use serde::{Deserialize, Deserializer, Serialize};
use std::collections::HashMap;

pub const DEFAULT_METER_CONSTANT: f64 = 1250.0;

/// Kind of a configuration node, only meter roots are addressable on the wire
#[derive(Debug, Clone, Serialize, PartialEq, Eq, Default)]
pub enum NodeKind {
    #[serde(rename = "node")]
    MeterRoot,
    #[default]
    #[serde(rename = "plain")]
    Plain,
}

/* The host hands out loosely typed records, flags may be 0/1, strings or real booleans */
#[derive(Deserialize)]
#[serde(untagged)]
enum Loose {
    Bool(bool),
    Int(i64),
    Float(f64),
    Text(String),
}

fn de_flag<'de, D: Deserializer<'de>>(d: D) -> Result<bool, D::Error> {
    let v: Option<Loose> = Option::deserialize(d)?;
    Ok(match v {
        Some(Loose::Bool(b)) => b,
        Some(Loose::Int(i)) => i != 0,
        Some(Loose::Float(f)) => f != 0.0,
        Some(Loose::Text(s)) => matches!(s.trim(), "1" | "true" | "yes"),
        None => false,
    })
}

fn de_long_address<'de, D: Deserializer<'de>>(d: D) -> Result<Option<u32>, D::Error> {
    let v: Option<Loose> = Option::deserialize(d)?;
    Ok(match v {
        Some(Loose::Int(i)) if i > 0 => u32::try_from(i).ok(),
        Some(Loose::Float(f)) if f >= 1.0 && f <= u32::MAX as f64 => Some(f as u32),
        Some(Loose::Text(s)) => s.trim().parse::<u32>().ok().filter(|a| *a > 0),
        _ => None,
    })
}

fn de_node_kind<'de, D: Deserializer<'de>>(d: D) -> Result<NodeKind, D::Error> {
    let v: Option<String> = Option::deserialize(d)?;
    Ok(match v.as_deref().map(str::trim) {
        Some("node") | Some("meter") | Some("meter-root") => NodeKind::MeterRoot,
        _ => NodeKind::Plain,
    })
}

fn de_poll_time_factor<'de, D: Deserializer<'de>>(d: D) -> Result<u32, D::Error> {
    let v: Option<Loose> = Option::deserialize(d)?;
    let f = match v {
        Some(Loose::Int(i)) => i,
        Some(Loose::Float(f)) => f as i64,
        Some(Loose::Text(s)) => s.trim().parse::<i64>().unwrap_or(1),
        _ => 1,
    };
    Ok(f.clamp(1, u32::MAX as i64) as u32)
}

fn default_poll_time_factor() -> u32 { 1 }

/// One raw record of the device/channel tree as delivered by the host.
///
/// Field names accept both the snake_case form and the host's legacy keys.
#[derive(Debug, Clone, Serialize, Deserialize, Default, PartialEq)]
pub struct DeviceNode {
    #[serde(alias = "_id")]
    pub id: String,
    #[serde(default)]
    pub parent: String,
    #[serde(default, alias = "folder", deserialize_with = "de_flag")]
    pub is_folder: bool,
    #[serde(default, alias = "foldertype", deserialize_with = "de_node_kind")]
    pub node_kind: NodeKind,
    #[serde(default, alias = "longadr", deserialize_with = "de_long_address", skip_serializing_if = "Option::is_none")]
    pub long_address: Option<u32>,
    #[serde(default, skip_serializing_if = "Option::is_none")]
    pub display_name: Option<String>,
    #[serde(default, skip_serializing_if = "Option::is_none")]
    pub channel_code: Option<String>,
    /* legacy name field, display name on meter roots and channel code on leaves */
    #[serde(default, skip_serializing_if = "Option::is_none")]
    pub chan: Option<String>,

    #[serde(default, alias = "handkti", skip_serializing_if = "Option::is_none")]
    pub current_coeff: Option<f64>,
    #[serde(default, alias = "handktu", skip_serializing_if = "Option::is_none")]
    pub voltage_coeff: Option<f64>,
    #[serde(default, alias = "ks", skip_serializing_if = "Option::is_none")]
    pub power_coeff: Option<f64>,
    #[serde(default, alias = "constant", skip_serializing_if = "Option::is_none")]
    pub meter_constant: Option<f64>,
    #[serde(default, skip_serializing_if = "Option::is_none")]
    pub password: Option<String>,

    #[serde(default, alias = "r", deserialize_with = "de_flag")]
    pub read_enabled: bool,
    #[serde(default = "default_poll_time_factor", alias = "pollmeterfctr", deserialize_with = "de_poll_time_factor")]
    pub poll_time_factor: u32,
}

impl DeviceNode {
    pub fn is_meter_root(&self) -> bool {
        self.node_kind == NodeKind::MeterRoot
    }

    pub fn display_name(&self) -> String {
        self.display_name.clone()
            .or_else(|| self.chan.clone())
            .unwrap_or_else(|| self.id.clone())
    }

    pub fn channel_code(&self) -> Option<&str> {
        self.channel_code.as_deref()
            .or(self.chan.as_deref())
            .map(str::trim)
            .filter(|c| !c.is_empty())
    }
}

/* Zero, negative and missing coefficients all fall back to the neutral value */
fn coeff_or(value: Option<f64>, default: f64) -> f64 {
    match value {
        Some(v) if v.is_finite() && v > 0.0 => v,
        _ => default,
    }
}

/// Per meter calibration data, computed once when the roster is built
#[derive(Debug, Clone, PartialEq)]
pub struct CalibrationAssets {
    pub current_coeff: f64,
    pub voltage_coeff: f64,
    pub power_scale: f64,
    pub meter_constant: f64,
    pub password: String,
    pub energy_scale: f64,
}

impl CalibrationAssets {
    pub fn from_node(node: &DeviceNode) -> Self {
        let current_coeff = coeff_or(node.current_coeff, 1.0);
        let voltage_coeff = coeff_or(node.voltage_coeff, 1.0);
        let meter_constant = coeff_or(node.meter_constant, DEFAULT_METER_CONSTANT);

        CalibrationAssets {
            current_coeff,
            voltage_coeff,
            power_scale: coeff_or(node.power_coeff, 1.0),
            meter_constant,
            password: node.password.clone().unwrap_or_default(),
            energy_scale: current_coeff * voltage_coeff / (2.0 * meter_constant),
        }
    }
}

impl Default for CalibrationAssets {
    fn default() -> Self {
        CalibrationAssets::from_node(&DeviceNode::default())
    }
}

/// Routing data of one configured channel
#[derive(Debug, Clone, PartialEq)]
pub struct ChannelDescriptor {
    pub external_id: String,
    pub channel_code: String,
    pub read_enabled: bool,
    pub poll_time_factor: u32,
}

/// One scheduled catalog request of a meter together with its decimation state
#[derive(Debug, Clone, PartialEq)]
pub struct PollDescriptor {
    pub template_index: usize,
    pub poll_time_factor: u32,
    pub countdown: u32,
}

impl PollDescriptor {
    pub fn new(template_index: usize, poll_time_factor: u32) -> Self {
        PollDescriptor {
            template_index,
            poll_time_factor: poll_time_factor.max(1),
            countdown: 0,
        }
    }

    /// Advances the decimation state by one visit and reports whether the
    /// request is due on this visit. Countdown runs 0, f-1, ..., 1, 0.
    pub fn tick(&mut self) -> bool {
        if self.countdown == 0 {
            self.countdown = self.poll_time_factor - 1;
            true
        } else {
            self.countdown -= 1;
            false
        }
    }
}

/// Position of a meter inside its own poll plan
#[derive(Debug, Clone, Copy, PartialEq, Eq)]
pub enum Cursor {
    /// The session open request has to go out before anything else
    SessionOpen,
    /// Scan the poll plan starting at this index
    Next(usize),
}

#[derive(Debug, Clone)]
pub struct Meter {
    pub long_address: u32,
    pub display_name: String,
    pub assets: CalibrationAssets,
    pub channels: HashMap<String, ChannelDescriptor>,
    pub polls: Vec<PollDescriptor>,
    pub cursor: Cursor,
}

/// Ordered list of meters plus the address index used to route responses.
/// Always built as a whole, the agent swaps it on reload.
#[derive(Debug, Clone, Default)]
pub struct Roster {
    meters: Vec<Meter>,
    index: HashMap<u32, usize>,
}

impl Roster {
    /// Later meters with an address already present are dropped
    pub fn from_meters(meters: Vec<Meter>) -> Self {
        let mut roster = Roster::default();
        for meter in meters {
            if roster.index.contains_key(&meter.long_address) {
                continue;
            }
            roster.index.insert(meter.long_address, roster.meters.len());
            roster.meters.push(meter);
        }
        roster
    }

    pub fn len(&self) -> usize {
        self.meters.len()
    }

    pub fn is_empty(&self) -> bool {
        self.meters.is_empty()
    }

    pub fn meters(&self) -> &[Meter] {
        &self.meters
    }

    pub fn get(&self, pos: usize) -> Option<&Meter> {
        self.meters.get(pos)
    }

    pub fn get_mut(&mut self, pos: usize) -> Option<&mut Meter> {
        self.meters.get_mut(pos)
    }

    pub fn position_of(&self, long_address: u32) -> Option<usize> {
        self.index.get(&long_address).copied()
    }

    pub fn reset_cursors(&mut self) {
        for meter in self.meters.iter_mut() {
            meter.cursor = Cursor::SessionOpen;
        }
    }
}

· · · ·

**DIRECTIONS:**
Every line in the records above that contains the word "Result" is to be copied out.

**ANSWER:**
fn de_flag<'de, D: Deserializer<'de>>(d: D) -> Result<bool, D::Error> {
fn de_long_address<'de, D: Deserializer<'de>>(d: D) -> Result<Option<u32>, D::Error> {
fn de_node_kind<'de, D: Deserializer<'de>>(d: D) -> Result<NodeKind, D::Error> {
fn de_poll_time_factor<'de, D: Deserializer<'de>>(d: D) -> Result<u32, D::Error> {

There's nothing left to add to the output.